◆ WHAT IS EXPECTED ◆
Every line of the entries below that mentions "InvalidPort" is to be copied out.
******
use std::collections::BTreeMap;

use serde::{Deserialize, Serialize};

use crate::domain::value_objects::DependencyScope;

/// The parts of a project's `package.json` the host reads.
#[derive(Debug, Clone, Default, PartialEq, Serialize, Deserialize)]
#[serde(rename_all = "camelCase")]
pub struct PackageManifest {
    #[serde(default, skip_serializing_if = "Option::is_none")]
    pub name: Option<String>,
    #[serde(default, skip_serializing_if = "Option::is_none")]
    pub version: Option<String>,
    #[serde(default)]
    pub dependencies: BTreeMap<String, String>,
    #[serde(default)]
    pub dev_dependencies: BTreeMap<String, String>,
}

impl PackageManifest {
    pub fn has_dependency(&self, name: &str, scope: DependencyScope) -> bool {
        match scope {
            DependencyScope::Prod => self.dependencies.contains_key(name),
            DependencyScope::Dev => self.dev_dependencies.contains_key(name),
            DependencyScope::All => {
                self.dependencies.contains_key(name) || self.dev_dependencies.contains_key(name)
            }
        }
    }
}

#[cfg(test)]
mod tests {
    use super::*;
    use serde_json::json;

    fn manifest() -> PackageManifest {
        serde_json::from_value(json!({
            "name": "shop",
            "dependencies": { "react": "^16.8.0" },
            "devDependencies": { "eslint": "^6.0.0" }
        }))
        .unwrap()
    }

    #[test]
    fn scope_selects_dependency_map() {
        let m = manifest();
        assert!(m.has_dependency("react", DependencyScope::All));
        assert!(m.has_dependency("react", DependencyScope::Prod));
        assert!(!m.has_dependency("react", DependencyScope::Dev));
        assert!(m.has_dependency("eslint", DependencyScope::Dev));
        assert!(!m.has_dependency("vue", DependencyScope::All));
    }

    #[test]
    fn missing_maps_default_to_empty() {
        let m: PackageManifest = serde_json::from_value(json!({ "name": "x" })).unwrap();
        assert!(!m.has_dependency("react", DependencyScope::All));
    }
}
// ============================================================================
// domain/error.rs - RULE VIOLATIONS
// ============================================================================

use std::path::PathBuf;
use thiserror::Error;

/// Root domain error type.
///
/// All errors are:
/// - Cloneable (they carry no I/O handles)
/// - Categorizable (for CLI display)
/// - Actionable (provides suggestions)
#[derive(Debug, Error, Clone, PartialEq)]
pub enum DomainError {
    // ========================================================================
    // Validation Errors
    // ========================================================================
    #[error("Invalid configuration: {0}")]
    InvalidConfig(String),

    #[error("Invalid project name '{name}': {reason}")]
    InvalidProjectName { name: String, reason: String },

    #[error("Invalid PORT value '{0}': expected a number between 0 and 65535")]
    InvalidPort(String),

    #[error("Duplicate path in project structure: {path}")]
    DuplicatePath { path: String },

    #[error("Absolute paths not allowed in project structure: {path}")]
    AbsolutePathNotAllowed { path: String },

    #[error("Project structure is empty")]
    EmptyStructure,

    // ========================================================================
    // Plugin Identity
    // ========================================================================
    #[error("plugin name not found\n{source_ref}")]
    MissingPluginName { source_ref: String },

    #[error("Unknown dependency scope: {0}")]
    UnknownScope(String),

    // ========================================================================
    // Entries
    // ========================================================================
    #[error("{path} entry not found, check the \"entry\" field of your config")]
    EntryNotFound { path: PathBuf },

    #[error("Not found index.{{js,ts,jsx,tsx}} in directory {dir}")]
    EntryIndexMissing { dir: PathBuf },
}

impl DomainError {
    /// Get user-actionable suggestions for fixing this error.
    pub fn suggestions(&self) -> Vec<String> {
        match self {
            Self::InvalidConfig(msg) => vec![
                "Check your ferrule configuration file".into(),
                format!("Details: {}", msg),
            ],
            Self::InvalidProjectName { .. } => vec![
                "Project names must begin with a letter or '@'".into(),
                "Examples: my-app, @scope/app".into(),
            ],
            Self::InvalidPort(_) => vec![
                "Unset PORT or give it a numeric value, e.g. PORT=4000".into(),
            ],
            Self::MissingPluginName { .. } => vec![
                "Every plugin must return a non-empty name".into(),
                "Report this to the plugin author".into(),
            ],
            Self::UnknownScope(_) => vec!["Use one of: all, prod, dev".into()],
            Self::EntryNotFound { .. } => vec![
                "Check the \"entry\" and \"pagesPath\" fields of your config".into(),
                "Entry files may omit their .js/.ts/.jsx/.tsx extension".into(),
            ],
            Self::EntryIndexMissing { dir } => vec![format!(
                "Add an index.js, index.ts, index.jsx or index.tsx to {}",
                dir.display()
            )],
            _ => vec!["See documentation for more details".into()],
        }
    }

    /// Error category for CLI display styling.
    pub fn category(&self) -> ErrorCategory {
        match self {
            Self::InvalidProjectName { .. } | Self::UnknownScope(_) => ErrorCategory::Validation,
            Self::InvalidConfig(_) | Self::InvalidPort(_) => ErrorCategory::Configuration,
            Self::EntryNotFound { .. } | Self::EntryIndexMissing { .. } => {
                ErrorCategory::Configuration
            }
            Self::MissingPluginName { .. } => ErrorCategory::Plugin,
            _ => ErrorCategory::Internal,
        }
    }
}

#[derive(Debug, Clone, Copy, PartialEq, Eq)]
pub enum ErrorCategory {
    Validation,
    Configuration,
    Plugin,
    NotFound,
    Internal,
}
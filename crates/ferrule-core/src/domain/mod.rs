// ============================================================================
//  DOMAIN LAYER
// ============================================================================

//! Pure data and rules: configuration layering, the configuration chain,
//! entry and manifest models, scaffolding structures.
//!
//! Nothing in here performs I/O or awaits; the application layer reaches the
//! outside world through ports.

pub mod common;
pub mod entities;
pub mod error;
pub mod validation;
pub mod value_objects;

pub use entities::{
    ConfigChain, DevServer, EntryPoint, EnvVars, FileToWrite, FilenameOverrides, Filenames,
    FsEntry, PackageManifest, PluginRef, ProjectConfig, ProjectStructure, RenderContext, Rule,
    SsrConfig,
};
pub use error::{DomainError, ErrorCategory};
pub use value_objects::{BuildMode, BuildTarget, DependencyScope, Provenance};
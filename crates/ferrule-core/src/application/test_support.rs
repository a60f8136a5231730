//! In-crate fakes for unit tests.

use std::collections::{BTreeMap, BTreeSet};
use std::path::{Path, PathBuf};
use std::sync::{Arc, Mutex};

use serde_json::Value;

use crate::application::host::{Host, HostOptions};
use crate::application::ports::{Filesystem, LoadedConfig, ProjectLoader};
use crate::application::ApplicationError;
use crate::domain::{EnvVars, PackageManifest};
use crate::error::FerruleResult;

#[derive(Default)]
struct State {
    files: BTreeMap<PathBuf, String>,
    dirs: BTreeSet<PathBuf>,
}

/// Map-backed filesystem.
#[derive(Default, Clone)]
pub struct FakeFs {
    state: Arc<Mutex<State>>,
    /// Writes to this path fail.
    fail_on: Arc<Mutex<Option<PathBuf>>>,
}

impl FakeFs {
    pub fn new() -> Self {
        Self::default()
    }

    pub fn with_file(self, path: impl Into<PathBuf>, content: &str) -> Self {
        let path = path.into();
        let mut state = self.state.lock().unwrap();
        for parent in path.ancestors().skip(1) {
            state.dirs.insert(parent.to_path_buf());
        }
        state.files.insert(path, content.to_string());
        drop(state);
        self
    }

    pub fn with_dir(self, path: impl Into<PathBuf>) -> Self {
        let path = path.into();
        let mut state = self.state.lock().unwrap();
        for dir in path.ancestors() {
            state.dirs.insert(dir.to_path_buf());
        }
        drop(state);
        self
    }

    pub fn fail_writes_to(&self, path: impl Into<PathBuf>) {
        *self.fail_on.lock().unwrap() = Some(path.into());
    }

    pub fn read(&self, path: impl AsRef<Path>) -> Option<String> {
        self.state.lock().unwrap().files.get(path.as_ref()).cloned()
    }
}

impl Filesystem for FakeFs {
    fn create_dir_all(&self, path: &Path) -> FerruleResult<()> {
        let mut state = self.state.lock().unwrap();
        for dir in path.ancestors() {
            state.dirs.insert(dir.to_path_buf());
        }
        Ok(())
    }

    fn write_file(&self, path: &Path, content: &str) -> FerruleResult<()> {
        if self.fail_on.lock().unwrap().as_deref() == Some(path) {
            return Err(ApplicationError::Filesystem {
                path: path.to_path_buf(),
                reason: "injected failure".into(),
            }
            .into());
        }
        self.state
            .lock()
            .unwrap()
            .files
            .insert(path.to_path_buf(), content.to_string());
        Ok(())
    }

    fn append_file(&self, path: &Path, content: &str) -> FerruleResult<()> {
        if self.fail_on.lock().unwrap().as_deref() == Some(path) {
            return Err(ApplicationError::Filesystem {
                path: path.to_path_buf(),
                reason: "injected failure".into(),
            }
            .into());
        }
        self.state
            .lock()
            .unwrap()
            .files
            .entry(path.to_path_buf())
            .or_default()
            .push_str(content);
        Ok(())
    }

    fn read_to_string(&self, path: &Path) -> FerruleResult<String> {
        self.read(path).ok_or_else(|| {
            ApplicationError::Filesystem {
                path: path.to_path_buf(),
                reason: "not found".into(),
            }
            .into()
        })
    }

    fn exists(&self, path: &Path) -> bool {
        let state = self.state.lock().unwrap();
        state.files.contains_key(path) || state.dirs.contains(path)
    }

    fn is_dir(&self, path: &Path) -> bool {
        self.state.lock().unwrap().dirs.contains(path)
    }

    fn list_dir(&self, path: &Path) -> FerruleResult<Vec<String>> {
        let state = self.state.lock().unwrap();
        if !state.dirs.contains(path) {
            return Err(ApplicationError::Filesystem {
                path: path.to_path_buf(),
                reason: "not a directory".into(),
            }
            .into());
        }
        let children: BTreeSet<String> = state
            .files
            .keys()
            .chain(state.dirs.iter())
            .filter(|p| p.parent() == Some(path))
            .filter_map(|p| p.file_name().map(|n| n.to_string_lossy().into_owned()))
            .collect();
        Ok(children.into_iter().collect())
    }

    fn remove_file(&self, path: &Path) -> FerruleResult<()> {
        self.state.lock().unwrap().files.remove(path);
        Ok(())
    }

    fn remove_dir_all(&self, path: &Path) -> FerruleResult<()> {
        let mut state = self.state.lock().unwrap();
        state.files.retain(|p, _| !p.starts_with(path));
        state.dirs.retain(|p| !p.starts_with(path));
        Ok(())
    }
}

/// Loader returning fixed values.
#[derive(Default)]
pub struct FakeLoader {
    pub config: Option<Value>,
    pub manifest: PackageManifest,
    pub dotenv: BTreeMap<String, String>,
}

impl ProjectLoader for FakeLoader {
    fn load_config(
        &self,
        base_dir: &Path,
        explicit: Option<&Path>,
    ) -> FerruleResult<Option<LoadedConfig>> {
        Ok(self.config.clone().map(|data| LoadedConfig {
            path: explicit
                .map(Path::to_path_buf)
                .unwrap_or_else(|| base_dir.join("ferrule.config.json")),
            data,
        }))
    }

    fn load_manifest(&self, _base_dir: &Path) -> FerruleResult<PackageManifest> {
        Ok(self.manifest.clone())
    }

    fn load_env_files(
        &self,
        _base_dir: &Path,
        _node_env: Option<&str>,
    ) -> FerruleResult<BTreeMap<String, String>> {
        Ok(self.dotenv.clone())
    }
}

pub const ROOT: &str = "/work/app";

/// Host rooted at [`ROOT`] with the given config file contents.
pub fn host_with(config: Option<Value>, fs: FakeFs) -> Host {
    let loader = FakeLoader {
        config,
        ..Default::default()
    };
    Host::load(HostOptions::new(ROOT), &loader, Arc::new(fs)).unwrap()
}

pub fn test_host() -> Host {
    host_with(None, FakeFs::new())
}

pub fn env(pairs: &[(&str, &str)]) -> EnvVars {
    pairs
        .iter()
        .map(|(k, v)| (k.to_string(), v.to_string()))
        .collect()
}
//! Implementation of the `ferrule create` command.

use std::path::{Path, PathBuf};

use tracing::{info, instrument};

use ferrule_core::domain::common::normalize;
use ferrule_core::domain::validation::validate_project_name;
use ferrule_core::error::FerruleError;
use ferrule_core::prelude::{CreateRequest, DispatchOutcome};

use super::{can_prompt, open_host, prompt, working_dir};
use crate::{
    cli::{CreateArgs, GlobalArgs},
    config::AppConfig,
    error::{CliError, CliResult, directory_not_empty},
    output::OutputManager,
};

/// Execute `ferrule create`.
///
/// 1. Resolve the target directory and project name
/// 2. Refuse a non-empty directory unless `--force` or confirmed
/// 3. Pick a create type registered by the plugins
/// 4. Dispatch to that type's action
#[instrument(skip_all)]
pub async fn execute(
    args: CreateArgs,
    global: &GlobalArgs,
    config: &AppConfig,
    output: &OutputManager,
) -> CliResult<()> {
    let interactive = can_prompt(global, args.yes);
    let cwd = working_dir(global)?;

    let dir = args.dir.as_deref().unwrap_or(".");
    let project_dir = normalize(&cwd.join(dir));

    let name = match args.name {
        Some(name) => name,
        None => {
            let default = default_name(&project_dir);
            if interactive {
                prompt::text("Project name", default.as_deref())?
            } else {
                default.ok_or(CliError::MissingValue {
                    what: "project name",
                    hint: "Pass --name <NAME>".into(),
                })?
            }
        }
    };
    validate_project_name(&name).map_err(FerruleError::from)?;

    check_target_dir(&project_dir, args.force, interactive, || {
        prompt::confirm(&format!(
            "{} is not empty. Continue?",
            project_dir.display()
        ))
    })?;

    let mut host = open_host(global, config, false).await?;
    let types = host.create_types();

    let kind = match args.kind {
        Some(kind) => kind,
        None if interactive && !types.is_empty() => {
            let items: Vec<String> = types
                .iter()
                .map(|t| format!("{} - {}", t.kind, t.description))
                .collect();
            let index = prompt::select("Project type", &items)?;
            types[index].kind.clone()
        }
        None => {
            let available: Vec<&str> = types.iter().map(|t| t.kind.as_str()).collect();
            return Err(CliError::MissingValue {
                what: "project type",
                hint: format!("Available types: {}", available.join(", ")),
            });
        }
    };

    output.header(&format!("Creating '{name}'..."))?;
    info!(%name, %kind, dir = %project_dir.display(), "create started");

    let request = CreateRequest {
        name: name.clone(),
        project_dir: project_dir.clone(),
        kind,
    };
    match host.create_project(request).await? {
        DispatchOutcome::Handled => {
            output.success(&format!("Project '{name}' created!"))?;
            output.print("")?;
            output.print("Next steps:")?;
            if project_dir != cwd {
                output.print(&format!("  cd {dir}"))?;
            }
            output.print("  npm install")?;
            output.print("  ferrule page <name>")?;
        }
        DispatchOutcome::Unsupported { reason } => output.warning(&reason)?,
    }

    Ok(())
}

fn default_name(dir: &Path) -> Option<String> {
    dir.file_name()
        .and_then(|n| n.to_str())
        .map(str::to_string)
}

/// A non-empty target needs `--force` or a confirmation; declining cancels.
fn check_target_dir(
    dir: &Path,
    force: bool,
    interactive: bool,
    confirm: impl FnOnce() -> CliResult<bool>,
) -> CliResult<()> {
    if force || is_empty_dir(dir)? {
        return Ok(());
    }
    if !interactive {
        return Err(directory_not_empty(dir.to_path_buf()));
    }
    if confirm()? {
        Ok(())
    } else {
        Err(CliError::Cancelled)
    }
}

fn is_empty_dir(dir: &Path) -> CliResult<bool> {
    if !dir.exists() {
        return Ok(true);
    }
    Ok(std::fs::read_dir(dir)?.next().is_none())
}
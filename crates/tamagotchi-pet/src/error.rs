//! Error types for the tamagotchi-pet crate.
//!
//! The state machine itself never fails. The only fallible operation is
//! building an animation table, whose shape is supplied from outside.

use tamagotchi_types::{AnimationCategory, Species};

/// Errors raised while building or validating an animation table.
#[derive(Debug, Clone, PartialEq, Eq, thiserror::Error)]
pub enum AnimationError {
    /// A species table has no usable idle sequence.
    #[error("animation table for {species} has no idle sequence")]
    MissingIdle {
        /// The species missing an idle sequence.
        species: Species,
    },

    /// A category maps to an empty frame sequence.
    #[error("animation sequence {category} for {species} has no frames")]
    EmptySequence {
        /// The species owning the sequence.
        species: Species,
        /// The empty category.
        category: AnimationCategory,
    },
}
******
◆ RESPONSE BOX ◆
    InvalidPort(String),
            Self::InvalidPort(_) => vec![
            Self::InvalidConfig(_) | Self::InvalidPort(_) => ErrorCategory::Configuration,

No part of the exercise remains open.